Pelo caminho da felicidade também há provações e fracassos que podem levar ao desalento. Contra isso, duas indicações, para não perder a esperança e não se render: perseverar na oração e nunca caminhar sozinho. “A oração muda a realidade, não o esqueçamos. Muda as coisas ou muda o nosso coração, mas muda sempre a situação. Rezar é agora a vitória contra a solidão e o desespero”. E Francisco adverte contra a tentação do individualismo: “Sim, podes ter êxito na vida, mas não, sem amor, sem companheiros, sem essa experiência tão bela que é o arriscar juntos. Não se pode caminhar sozinho”. 

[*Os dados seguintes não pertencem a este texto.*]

//! OCR through the `tesseract` and `pdftoppm` executables.

use std::ffi::OsStr;
use std::io::ErrorKind;
use std::path::{Path, PathBuf};
use std::process::{Output, Stdio};
use std::time::Duration;

use anyhow::{Context, Result};
use tokio::process::Command;

use studybuddy_core::settings::OcrSettings;

use crate::error::ExtractError;

/// Runs OCR helpers as child processes with a timeout.
#[derive(Debug, Clone)]
pub struct OcrEngine {
    settings: OcrSettings,
}

impl OcrEngine {
    pub fn new(settings: OcrSettings) -> Self {
        Self { settings }
    }

    pub fn settings(&self) -> &OcrSettings {
        &self.settings
    }

    /// Recognize the text in a raster image.
    pub async fn image_to_text(&self, image: &Path) -> Result<String> {
        let output = self
            .run(
                &self.settings.tesseract,
                [
                    image.as_os_str(),
                    OsStr::new("stdout"),
                    OsStr::new("-l"),
                    OsStr::new(&self.settings.language),
                ],
            )
            .await
            .with_context(|| format!("OCR failed for {}", image.display()))?;
        Ok(String::from_utf8_lossy(&output.stdout).into_owned())
    }

    /// Rasterize one 1-based PDF page to `<out_dir>/page.png`.
    pub async fn render_pdf_page(&self, pdf: &Path, page: u32, out_dir: &Path) -> Result<PathBuf> {
        let prefix = out_dir.join("page");
        let page = page.to_string();
        let dpi = self.settings.dpi.to_string();
        self.run(
            &self.settings.pdftoppm,
            [
                OsStr::new("-f"),
                OsStr::new(&page),
                OsStr::new("-l"),
                OsStr::new(&page),
                OsStr::new("-r"),
                OsStr::new(&dpi),
                OsStr::new("-png"),
                OsStr::new("-singlefile"),
                pdf.as_os_str(),
                prefix.as_os_str(),
            ],
        )
        .await
        .with_context(|| format!("failed to render page {page} of {}", pdf.display()))?;
        Ok(prefix.with_extension("png"))
    }

    /// Render one PDF page and OCR it.
    pub async fn pdf_page_to_text(&self, pdf: &Path, page: u32) -> Result<String> {
        let scratch = tempfile::tempdir().context("failed to create temp directory")?;
        let image = self.render_pdf_page(pdf, page, scratch.path()).await?;
        self.image_to_text(&image).await
    }

    async fn run<I, S>(&self, program: &str, args: I) -> Result<Output>
    where
        I: IntoIterator<Item = S>,
        S: AsRef<OsStr>,
    {
        let mut cmd = Command::new(program);
        cmd.args(args)
            .stdin(Stdio::null())
            .stdout(Stdio::piped())
            .stderr(Stdio::piped())
            .kill_on_drop(true);

        let child = cmd.spawn().map_err(|e| {
            if e.kind() == ErrorKind::NotFound {
                anyhow::Error::new(ExtractError::ToolMissing(program.to_string()))
            } else {
                anyhow::Error::new(e).context(format!("failed to start `{program}`"))
            }
        })?;

        let secs = self.settings.timeout_secs;
        let output = tokio::time::timeout(Duration::from_secs(secs), child.wait_with_output())
            .await
            .map_err(|_| ExtractError::Timeout {
                program: program.to_string(),
                secs,
            })?
            .with_context(|| format!("failed to wait for `{program}`"))?;

        if !output.status.success() {
            return Err(ExtractError::ToolFailed {
                program: program.to_string(),
                status: output.status.to_string(),
                stderr: String::from_utf8_lossy(&output.stderr).trim().to_string(),
            }
            .into());
        }
        tracing::debug!(program, bytes = output.stdout.len(), "helper finished");
        Ok(output)
    }
}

2. 9. Abandonar-se nas mãos de Deus 

Na vida, há o tempo da cruz, da noite e da dúvida, momentos tenebrosos em que nos sentimos abandonados por Deus, e é nesse silêncio de Deus que precisamos ainda mais de nos abandonarmos confiadamente nas suas mãos. Aí, encontramos a paz, na certeza de que “as graças do Senhor não terminaram, as suas misericórdias não se esgotam”. Como diz Jesus: “A tua tristeza transformar-se-á em alegria ‘e’ ninguém poderá tirar-te a tua alegria”. “A Boa Nova é a alegria de um Pai que não quer que nem um dos seus filhos se perca”. 

2. 10. Saber que és amado 

A alegria autêntica provém do encontro com Jesus, de acreditar que Ele nos amou a ponto de dar a sua vida por nós. Fonte da alegria verdadeira é saber que somos amados por Deus, que é Pai e Mãe. Fundamento inabalável da alegria é escutar Deus que nos diz: “Tu és importante para mim, amo-te, conto contigo”. Para Deus, “não somos números, mas pessoas” que Ele ama. “Nascemos para nunca morrer, nascemos para desfrutar eternamente da felicidade de Deus”. 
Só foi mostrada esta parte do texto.